一级分类:Electrical Engineering and Systems Science        电气工程与系统科学
二级分类:Signal Processing        信号处理
分类描述:Theory, algorithms, performance analysis and applications of signal and data analysis, including physical modeling, processing, detection and parameter estimation, learning, mining, retrieval, and information extraction. The term "signal" includes speech, audio, sonar, radar, geophysical, physiological, (bio-) medical, image, video, and multimodal natural and man-made signals, including communication signals and data. Topics of interest include: statistical signal processing, spectral estimation and system identification; filter design, adaptive filtering / stochastic learning; (compressive) sampling, sensing, and transform-domain methods including fast algorithms; signal processing for machine learning and machine learning for signal processing applications; in-network and graph signal processing; convex and nonconvex optimization methods for signal processing applications; radar, sonar, and sensor array beamforming and direction finding; communications signal processing; low power, multi-core and system-on-chip signal processing; sensing, communication, analysis and optimization for cyber-physical systems such as power grids and the Internet of Things.

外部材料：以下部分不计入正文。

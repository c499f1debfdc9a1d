use std::io;

use pm100d::MeterSettings;
use utilities::command_executor::{CommandSender, ExecutorError};

use crate::scan::PowerMeter;

use super::commands::{MeterCommand, MeterResponse};

pub type MeterError = ExecutorError<io::Error>;

#[derive(Clone)]
pub struct MeterCommandSender {
    sender: CommandSender<MeterCommand>,
}

impl MeterCommandSender {
    pub fn new(sender: CommandSender<MeterCommand>) -> Self {
        Self { sender }
    }

    fn unexpected(&self) -> MeterError {
        ExecutorError::UnexpectedResponse(self.sender.name().to_string())
    }

    async fn expect_ok(&self, command: MeterCommand) -> Result<(), MeterError> {
        match self.sender.send_command(command).await? {
            MeterResponse::Ok => Ok(()),
            _ => Err(self.unexpected()),
        }
    }

    pub async fn identify(&self) -> Result<String, MeterError> {
        match self.sender.send_command(MeterCommand::Identify).await? {
            MeterResponse::Identity(idn) => Ok(idn),
            _ => Err(self.unexpected()),
        }
    }

    pub async fn beep(&self) -> Result<(), MeterError> {
        self.expect_ok(MeterCommand::Beep).await
    }
}

impl PowerMeter for MeterCommandSender {
    type Error = MeterError;

    async fn configure(&self, settings: MeterSettings) -> Result<(), MeterError> {
        self.expect_ok(MeterCommand::Configure(settings)).await
    }

    async fn read_batch(&self, count: usize) -> Result<Vec<f64>, MeterError> {
        match self.sender.send_command(MeterCommand::ReadBatch(count)).await? {
            MeterResponse::Readings(readings) => Ok(readings),
            _ => Err(self.unexpected()),
        }
    }
}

信号和数据分析的理论、算法、性能分析和应用,包括物理建模、处理、检测和参数估计、学习、挖掘、检索和信息提取。“信号”一词包括语音、音频、声纳、雷达、地球物理、生理、(生物)医学、图像、视频和多模态自然和人为信号,包括通信信号和数据。感兴趣的主题包括:统计信号处理、谱估计和系统辨识;滤波器设计;自适应滤波/随机学习;(压缩)采样、传感和变换域方法,包括快速算法;用于机器学习的信号处理和用于信号处理应用的机器学习;网络与图形信号处理;信号处理中的凸和非凸优化方法;雷达、声纳和传感器阵列波束形成和测向;通信信号处理;低功耗、多核、片上系统信号处理;信息物理系统的传感、通信、分析和优化,如电网和物联网。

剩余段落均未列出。